Certainly, the precise steps which respondent will take in any given case could not be spelled out with any degree of specificity. The exigencies of the operation of an insurer's business make such extensive legislation highly impractical. The respondent, however, is by no means a wholly free agent with unbridled discretion as to what he may do in rehabilitating a seized company. The insurance code is replete with insurer management standards and guidelines. Not only must respondent comply with these provisions of the code, he is also subject to the court's review relative to his compliance and/or abuse of discretion. Herein, then, lies the guarantee of appellant's substantive and procedural safeguards and standards.

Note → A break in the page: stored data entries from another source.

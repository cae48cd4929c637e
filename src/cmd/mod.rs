//! CLI command implementations.
//!
//! | Module   | Commands handled |
//! |----------|------------------|
//! | `run`    | `Run`            |
//! | `config` | `Config`         |
//! | `audit`  | `Audit`          |

pub mod audit;
pub mod config;
pub mod run;

pub use audit::cmd_audit;
pub use config::cmd_config;
pub use run::{RunArgs, cmd_run};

Consequently, the vice which existed in the case of Peterson v. Hagan, 56 Wn.2d 48, 351 P.2d 127 (1960) is not present in the instant case. The insurance code, as opposed to the statute then under consideration, is not devoid of any legislatively declared purpose or guidelines for the operation of insurance companies. On the contrary, the code lays down definitive and comprehensive standards in this respect.

We find no violation of Const. art. 2, § 1 (amendment 7).


RCW 48.13.030, in pertinent part, provides:

An insurer shall not, except with the consent of the commissioner, have at any time any combination of investments in or loans upon the security of the obligations, property, and securities of any one person, institution, or municipal corporation aggregating an amount exceeding four percent of the insurer's assets.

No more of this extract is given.